Stored data entries

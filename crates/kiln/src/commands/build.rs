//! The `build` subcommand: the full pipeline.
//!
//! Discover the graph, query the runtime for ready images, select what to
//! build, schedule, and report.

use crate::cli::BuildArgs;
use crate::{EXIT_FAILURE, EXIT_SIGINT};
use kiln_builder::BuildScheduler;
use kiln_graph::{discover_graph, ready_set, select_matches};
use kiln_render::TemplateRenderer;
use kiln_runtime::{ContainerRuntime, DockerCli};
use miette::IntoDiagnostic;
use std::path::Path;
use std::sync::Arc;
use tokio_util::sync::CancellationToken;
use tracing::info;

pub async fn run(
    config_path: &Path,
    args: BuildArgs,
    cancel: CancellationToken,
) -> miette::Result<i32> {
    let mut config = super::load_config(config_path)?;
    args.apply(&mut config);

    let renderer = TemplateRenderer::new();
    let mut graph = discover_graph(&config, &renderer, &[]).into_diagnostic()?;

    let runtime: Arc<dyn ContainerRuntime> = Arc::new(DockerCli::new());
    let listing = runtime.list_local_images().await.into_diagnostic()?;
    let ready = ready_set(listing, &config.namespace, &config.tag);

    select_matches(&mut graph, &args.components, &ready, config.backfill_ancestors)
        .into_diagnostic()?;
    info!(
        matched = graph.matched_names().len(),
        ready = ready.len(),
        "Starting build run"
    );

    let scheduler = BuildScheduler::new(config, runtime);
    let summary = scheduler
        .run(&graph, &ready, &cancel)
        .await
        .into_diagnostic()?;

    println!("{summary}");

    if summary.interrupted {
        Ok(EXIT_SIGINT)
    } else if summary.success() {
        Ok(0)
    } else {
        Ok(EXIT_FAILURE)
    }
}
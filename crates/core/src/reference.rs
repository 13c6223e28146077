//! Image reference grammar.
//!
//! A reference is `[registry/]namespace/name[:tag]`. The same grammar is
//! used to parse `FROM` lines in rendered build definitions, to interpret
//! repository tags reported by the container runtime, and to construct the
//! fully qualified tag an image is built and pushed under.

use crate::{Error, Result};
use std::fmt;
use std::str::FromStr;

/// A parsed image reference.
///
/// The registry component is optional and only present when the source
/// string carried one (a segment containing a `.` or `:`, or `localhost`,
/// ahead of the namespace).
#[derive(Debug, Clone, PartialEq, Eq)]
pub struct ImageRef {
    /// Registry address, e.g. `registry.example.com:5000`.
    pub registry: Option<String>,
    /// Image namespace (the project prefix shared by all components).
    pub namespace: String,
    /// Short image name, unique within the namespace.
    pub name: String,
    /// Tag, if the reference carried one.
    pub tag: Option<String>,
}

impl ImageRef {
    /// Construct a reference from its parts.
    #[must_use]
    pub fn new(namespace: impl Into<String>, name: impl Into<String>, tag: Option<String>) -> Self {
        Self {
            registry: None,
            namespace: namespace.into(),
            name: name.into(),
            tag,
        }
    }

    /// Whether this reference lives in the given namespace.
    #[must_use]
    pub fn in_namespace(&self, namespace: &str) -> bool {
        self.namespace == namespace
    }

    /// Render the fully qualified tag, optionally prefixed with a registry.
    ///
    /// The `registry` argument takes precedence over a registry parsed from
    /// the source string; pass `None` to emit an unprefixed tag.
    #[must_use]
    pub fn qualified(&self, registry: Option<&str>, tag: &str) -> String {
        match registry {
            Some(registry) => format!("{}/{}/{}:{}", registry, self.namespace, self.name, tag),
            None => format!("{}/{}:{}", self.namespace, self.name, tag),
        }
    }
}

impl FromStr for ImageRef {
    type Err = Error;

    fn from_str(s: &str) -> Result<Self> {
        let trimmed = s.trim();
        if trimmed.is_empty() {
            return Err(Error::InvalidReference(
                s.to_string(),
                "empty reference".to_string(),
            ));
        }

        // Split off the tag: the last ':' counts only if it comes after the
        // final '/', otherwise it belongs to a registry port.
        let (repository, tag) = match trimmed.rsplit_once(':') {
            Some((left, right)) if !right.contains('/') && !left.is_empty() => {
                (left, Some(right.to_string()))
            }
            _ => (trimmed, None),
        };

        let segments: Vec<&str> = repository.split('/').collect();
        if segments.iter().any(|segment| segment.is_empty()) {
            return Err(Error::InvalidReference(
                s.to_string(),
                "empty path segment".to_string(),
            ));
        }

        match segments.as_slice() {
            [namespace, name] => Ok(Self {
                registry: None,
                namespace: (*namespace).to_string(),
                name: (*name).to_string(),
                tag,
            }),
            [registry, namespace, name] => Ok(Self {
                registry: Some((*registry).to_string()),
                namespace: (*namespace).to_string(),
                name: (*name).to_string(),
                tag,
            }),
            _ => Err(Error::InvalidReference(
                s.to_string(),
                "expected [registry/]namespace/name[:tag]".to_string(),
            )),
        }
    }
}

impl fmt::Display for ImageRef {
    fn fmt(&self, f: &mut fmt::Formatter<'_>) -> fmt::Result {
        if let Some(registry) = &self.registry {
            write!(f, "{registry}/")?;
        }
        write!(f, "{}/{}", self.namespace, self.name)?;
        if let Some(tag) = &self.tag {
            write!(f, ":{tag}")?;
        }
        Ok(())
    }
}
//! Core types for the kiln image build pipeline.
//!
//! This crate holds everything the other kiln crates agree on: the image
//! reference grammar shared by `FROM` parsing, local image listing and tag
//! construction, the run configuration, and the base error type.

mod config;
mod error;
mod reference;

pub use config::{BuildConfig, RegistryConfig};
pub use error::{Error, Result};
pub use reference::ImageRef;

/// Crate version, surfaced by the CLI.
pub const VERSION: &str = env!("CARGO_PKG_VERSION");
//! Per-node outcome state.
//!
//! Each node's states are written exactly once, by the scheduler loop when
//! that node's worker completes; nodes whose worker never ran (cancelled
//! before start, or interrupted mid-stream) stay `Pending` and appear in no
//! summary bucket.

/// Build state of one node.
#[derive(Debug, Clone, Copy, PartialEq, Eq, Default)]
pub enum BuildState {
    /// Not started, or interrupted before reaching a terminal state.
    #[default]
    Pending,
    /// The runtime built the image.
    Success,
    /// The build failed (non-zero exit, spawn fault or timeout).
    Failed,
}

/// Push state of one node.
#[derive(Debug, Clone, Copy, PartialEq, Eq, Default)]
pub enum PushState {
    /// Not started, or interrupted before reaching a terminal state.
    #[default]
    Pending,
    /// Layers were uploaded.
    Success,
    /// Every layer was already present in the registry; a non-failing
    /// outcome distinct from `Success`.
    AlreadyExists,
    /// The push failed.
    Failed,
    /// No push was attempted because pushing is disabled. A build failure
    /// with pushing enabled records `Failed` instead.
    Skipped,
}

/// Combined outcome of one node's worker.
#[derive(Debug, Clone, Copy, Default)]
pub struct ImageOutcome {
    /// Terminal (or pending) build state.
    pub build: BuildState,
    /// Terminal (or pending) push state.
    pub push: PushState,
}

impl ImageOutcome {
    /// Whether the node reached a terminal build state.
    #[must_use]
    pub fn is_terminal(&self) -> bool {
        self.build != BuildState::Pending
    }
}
...
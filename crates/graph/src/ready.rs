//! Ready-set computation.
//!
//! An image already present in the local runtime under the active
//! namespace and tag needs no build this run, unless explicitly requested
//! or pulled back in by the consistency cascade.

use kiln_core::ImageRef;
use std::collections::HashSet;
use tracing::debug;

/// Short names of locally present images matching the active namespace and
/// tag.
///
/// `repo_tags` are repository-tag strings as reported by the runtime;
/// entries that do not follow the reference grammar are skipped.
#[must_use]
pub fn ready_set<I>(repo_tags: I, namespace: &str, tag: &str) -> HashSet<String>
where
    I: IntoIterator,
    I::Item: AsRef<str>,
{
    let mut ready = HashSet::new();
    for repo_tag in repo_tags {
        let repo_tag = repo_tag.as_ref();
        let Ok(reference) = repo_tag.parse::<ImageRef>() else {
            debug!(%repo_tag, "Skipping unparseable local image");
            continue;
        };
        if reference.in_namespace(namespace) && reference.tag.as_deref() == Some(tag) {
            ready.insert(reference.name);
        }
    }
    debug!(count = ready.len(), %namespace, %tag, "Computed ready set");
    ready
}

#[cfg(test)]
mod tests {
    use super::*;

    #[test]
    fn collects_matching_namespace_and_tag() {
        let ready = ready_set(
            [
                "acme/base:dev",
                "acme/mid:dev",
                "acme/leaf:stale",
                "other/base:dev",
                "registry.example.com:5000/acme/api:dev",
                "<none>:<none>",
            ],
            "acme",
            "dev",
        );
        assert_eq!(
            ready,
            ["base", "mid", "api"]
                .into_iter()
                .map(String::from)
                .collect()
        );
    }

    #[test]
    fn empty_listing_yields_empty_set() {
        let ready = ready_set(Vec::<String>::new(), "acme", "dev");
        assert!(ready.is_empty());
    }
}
==
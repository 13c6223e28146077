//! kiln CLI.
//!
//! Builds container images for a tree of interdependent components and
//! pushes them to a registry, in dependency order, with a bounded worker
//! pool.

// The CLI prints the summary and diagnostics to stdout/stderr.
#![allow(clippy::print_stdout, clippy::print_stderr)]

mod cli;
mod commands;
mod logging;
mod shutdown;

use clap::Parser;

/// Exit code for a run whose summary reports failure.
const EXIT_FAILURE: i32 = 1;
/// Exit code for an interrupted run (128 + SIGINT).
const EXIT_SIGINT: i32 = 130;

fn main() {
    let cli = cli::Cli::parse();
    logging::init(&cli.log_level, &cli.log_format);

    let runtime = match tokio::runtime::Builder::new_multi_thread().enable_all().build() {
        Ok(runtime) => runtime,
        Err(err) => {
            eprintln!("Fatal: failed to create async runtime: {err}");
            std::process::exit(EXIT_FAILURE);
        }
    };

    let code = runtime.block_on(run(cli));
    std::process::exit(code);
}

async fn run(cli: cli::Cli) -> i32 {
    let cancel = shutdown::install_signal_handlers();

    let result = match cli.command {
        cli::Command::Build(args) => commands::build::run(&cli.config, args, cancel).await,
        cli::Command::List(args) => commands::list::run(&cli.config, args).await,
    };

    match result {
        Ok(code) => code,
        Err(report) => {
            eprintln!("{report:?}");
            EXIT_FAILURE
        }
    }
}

- **PROBLEM DESCRIPTION**
Going line by line through the data, tally each one that includes the string "parsed", and answer with the tally only.

- **RESPONSE BELOW**
2